* **YOUR OBJECTIVE**
Among the entries below, find every line that contains the string "struct", then copy it.
DATA EXCERPTS: Begin
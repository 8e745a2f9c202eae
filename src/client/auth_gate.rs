//! Login, registration and the client side session.

use super::error::AuthError;
use crate::user::{is_password_long_enough, UserView};
use async_trait::async_trait;
use serde::{Deserialize, Serialize};
use serde_json::json;
use std::sync::Mutex;
use tracing::{debug, error, info, warn};

pub const PASSWORD_TOO_SHORT_MESSAGE: &str = "Password must be at least 6 characters";

#[async_trait]
pub trait AuthGate: Send + Sync {
    async fn login(&self, identifier: &str, password: &str) -> Result<UserView, AuthError>;

    async fn register(
        &self,
        username: &str,
        email: &str,
        password: &str,
    ) -> Result<UserView, AuthError>;

    async fn logout(&self);

    fn current_user(&self) -> Option<UserView>;

    fn is_authenticated(&self) -> bool {
        self.current_user().is_some()
    }
}

/// Registration passwords are checked locally first, so a short one never reaches the
/// backend.
pub fn validate_registration_password(password: &str) -> Result<(), AuthError> {
    if is_password_long_enough(password) {
        Ok(())
    } else {
        Err(AuthError::Validation(PASSWORD_TOO_SHORT_MESSAGE.to_string()))
    }
}

#[derive(Clone, Debug, PartialEq, Eq)]
pub struct AuthSession {
    pub user: UserView,
    pub access_token: String,
    pub refresh_token: String,
}

#[derive(Deserialize)]
struct AuthResponse {
    user: UserView,
    access_token: String,
    refresh_token: String,
}

#[derive(Deserialize)]
struct RefreshResponse {
    access_token: String,
}

#[derive(Deserialize)]
struct ErrorResponse {
    error: String,
}

#[derive(Serialize)]
struct LoginRequest<'a> {
    login: &'a str,
    password: &'a str,
}

/// [`AuthGate`] backed by the `/api/auth` endpoints.
pub struct HttpAuthGate {
    client: reqwest::Client,
    base_url: String,
    session: Mutex<Option<AuthSession>>,
}

impl HttpAuthGate {
    pub fn new<T: AsRef<str>>(base_url: T) -> Self {
        Self::with_client(reqwest::Client::new(), base_url)
    }

    pub fn with_client<T: AsRef<str>>(client: reqwest::Client, base_url: T) -> Self {
        Self {
            client,
            base_url: base_url.as_ref().trim_end_matches('/').to_string(),
            session: Mutex::new(None),
        }
    }

    pub fn session(&self) -> Option<AuthSession> {
        self.session.lock().unwrap().clone()
    }

    pub fn access_token(&self) -> Option<String> {
        self.session
            .lock()
            .unwrap()
            .as_ref()
            .map(|s| s.access_token.clone())
    }

    fn url(&self, path: &str) -> String {
        format!("{}/api/auth/{}", self.base_url, path)
    }

    /// Turns a non-success response into the backend's `error` message.
    async fn rejection(response: reqwest::Response) -> AuthError {
        let status = response.status();
        match response.json::<ErrorResponse>().await {
            Ok(body) => AuthError::Rejected(body.error),
            Err(_) => AuthError::Rejected(format!("Request failed with status {}", status)),
        }
    }

    async fn authenticate<B: Serialize + ?Sized>(
        &self,
        path: &str,
        body: &B,
    ) -> Result<UserView, AuthError> {
        let response = self
            .client
            .post(self.url(path))
            .json(body)
            .send()
            .await
            .map_err(|err| {
                error!("Auth request to {} failed: {}", path, err);
                AuthError::unavailable()
            })?;

        if !response.status().is_success() {
            let rejection = Self::rejection(response).await;
            debug!("Auth request to {} rejected: {}", path, rejection);
            return Err(rejection);
        }

        let auth: AuthResponse = response.json().await.map_err(|err| {
            error!("Could not parse auth response: {}", err);
            AuthError::unavailable()
        })?;
        let user = auth.user.clone();
        *self.session.lock().unwrap() = Some(AuthSession {
            user: auth.user,
            access_token: auth.access_token,
            refresh_token: auth.refresh_token,
        });
        info!("Authenticated as {}", user.username);
        Ok(user)
    }

    /// Exchanges the refresh token for a new access token.
    pub async fn refresh(&self) -> Result<(), AuthError> {
        let refresh_token = match self.session() {
            Some(session) => session.refresh_token,
            None => return Err(AuthError::Rejected("Not logged in".to_string())),
        };

        let response = self
            .client
            .post(self.url("refresh"))
            .bearer_auth(refresh_token)
            .send()
            .await
            .map_err(|err| {
                error!("Token refresh failed: {}", err);
                AuthError::unavailable()
            })?;

        if !response.status().is_success() {
            return Err(Self::rejection(response).await);
        }
        let body: RefreshResponse = response.json().await.map_err(|err| {
            error!("Could not parse refresh response: {}", err);
            AuthError::unavailable()
        })?;
        if let Some(session) = self.session.lock().unwrap().as_mut() {
            session.access_token = body.access_token;
        }
        debug!("Access token refreshed");
        Ok(())
    }

    /// Asks the backend who the current access token belongs to.
    pub async fn fetch_current_user(&self) -> Result<UserView, AuthError> {
        let access_token = self
            .access_token()
            .ok_or_else(|| AuthError::Rejected("Not logged in".to_string()))?;
        let response = self
            .client
            .get(self.url("me"))
            .bearer_auth(access_token)
            .send()
            .await
            .map_err(|err| {
                error!("Fetching current user failed: {}", err);
                AuthError::unavailable()
            })?;
        if !response.status().is_success() {
            return Err(Self::rejection(response).await);
        }
        response.json().await.map_err(|err| {
            error!("Could not parse user: {}", err);
            AuthError::unavailable()
        })
    }
}

#[async_trait]
impl AuthGate for HttpAuthGate {
    async fn login(&self, identifier: &str, password: &str) -> Result<UserView, AuthError> {
        self.authenticate(
            "login",
            &LoginRequest {
                login: identifier,
                password,
            },
        )
        .await
    }

    async fn register(
        &self,
        username: &str,
        email: &str,
        password: &str,
    ) -> Result<UserView, AuthError> {
        validate_registration_password(password)?;
        self.authenticate(
            "register",
            &json!({
                "username": username,
                "email": email,
                "password": password,
            }),
        )
        .await
    }

    /// Forgets the local session. The access token is also revoked on the backend when
    /// possible; failing to do so only gets logged.
    async fn logout(&self) {
        let session = self.session.lock().unwrap().take();
        let Some(session) = session else {
            return;
        };
        let result = self
            .client
            .post(self.url("logout"))
            .bearer_auth(&session.access_token)
            .send()
            .await;
        match result {
            Ok(response) if response.status().is_success() => {
                info!("Logged out {}", session.user.username)
            }
            Ok(response) => warn!("Backend logout answered {}", response.status()),
            Err(err) => warn!("Backend logout failed: {}", err),
        }
    }

    fn current_user(&self) -> Option<UserView> {
        self.session.lock().unwrap().as_ref().map(|s| s.user.clone())
    }
}

#[cfg(test)]
mod tests {
    use super::*;

    #[test]
    fn short_registration_password_is_a_validation_error() {
        assert_eq!(
            validate_registration_password("12345"),
            Err(AuthError::Validation(PASSWORD_TOO_SHORT_MESSAGE.to_string()))
        );
        assert!(validate_registration_password("123456").is_ok());
    }

    #[tokio::test]
    async fn register_validates_before_any_request() {
        // Nothing listens on the discard port; a request would fail as Rejected.
        let gate = HttpAuthGate::new("http://127.0.0.1:9");
        let result = gate.register("kavya", "kavya@example.in", "abc").await;
        assert!(matches!(result, Err(AuthError::Validation(_))));
        assert!(!gate.is_authenticated());
    }

    #[tokio::test]
    async fn unreachable_backend_is_a_generic_rejection() {
        let gate = HttpAuthGate::new("http://127.0.0.1:9/");
        let result = gate.login("kavya", "abcdef").await;
        assert_eq!(result, Err(AuthError::unavailable()));
        assert!(gate.current_user().is_none());
    }

    #[tokio::test]
    async fn refresh_without_session_is_rejected() {
        let gate = HttpAuthGate::new("http://127.0.0.1:9");
        assert!(matches!(gate.refresh().await, Err(AuthError::Rejected(_))));
    }

    #[tokio::test]
    async fn logout_without_session_is_a_noop() {
        let gate = HttpAuthGate::new("http://127.0.0.1:9");
        gate.logout().await;
        assert!(!gate.is_authenticated());
    }
}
DATA EXCERPTS: End
* **TASK RESULT**
pub struct AuthSession {
struct AuthResponse {
struct RefreshResponse {
struct ErrorResponse {
struct LoginRequest<'a> {
pub struct HttpAuthGate {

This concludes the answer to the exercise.